Requirement: Every entry, exactly as given, must be retyped.
[Records to process Boundary: Start]
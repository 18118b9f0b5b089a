/// Manifest describing an exported point set.
use crate::bounds::PointCloudBounds;
use crate::config::GenerationConfig;
use crate::error::Result;
use crate::scatter::ScatterConfig;
use serde::{Deserialize, Serialize};
use std::fs;
use std::path::Path;

/// File name of the manifest inside the export directory.
pub const MANIFEST_FILE: &str = "manifest.json";

/// Parameters the exported point set was generated from.
#[derive(Debug, Clone, PartialEq, Serialize, Deserialize)]
#[serde(tag = "kind", rename_all = "snake_case")]
pub enum PointSource {
    Galaxy(GenerationConfig),
    Scatter(ScatterConfig),
}

impl PointSource {
    /// Arm count, for sources that have arms.
    pub fn branches(&self) -> Option<usize> {
        match self {
            Self::Galaxy(config) => Some(config.branches.max(1) as usize),
            Self::Scatter(_) => None,
        }
    }
}

/// Texture file names relative to the export directory.
#[derive(Debug, Clone, PartialEq, Serialize, Deserialize)]
pub struct TextureFiles {
    /// Position texture with XYZ and arm index per texel.
    pub position: String,
    /// Colour texture with RGB and unit alpha, absent for uncoloured sets.
    pub colour: Option<String>,
}

#[derive(Debug, Clone, PartialEq, Serialize, Deserialize)]
pub struct GalaxyManifest {
    pub name: String,
    pub source: PointSource,
    /// RNG seed, when the set was generated deterministically.
    pub seed: Option<u64>,
    pub point_count: usize,
    pub has_colour: bool,
    pub texture_size: usize,
    /// `rgba32f` or `rgba16f`.
    pub position_format: String,
    pub texture_files: TextureFiles,
    /// Absent for empty sets.
    pub bounds: Option<PointCloudBounds>,
}

impl GalaxyManifest {
    /// Write as pretty JSON into `output_dir`.
    pub fn write(&self, output_dir: &Path) -> Result<()> {
        let manifest_path = output_dir.join(MANIFEST_FILE);
        let manifest_json = serde_json::to_string_pretty(self)?;
        fs::write(&manifest_path, manifest_json)?;
        tracing::info!(path = %manifest_path.display(), "wrote manifest");
        Ok(())
    }

    pub fn read(output_dir: &Path) -> Result<Self> {
        let contents = fs::read_to_string(output_dir.join(MANIFEST_FILE))?;
        Ok(serde_json::from_str(&contents)?)
    }

    /// Print a summary for verification.
    pub fn print_summary(&self) {
        println!("Manifest Summary:");
        println!("  Name: {}", self.name);
        println!("  Points: {}", self.point_count);
        println!(
            "  Texture: {0}x{0} {1}",
            self.texture_size, self.position_format
        );
        if let Some(bounds) = &self.bounds {
            println!(
                "  Bounds: ({:.2}, {:.2}, {:.2}) to ({:.2}, {:.2}, {:.2})",
                bounds.min_x,
                bounds.min_y,
                bounds.min_z,
                bounds.max_x,
                bounds.max_y,
                bounds.max_z
            );
        }
        match &self.texture_files.colour {
            Some(colour) => println!("  Colour texture: {}", colour),
            None => println!("  No colour texture generated"),
        }
    }
}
[Records to process Boundary: End]
Response area:
repository 18118b9f0b5b089a
/// Manifest describing an exported point set.
use crate::bounds::PointCloudBounds;
use crate::config::GenerationConfig;
use crate::error::Result;
use crate::scatter::ScatterConfig;
use serde::{Deserialize, Serialize};
use std::fs;
use std::path::Path;

/// File name of the manifest inside the export directory.
pub const MANIFEST_FILE: &str = "manifest.json";

/// Parameters the exported point set was generated from.
#[derive(Debug, Clone, PartialEq, Serialize, Deserialize)]
#[serde(tag = "kind", rename_all = "snake_case")]
pub enum PointSource {
    Galaxy(GenerationConfig),
    Scatter(ScatterConfig),
}

impl PointSource {
    /// Arm count, for sources that have arms.
    pub fn branches(&self) -> Option<usize> {
        match self {
            Self::Galaxy(config) => Some(config.branches.max(1) as usize),
            Self::Scatter(_) => None,
        }
    }
}

/// Texture file names relative to the export directory.
#[derive(Debug, Clone, PartialEq, Serialize, Deserialize)]
pub struct TextureFiles {
    /// Position texture with XYZ and arm index per texel.
    pub position: String,
    /// Colour texture with RGB and unit alpha, absent for uncoloured sets.
    pub colour: Option<String>,
}

#[derive(Debug, Clone, PartialEq, Serialize, Deserialize)]
pub struct GalaxyManifest {
    pub name: String,
    pub source: PointSource,
    /// RNG seed, when the set was generated deterministically.
    pub seed: Option<u64>,
    pub point_count: usize,
    pub has_colour: bool,
    pub texture_size: usize,
    /// `rgba32f` or `rgba16f`.
    pub position_format: String,
    pub texture_files: TextureFiles,
    /// Absent for empty sets.
    pub bounds: Option<PointCloudBounds>,
}

impl GalaxyManifest {
    /// Write as pretty JSON into `output_dir`.
    pub fn write(&self, output_dir: &Path) -> Result<()> {
        let manifest_path = output_dir.join(MANIFEST_FILE);
        let manifest_json = serde_json::to_string_pretty(self)?;
        fs::write(&manifest_path, manifest_json)?;
        tracing::info!(path = %manifest_path.display(), "wrote manifest");
        Ok(())
    }

    pub fn read(output_dir: &Path) -> Result<Self> {
        let contents = fs::read_to_string(output_dir.join(MANIFEST_FILE))?;
        Ok(serde_json::from_str(&contents)?)
    }

    /// Print a summary for verification.
    pub fn print_summary(&self) {
        println!("Manifest Summary:");
        println!("  Name: {}", self.name);
        println!("  Points: {}", self.point_count);
        println!(
            "  Texture: {0}x{0} {1}",
            self.texture_size, self.position_format
        );
        if let Some(bounds) = &self.bounds {
            println!(
                "  Bounds: ({:.2}, {:.2}, {:.2}) to ({:.2}, {:.2}, {:.2})",
                bounds.min_x,
                bounds.min_y,
                bounds.min_z,
                bounds.max_x,
                bounds.max_y,
                bounds.max_z
            );
        }
        match &self.texture_files.colour {
            Some(colour) => println!("  Colour texture: {}", colour),
            None => println!("  No colour texture generated"),
        }
    }
}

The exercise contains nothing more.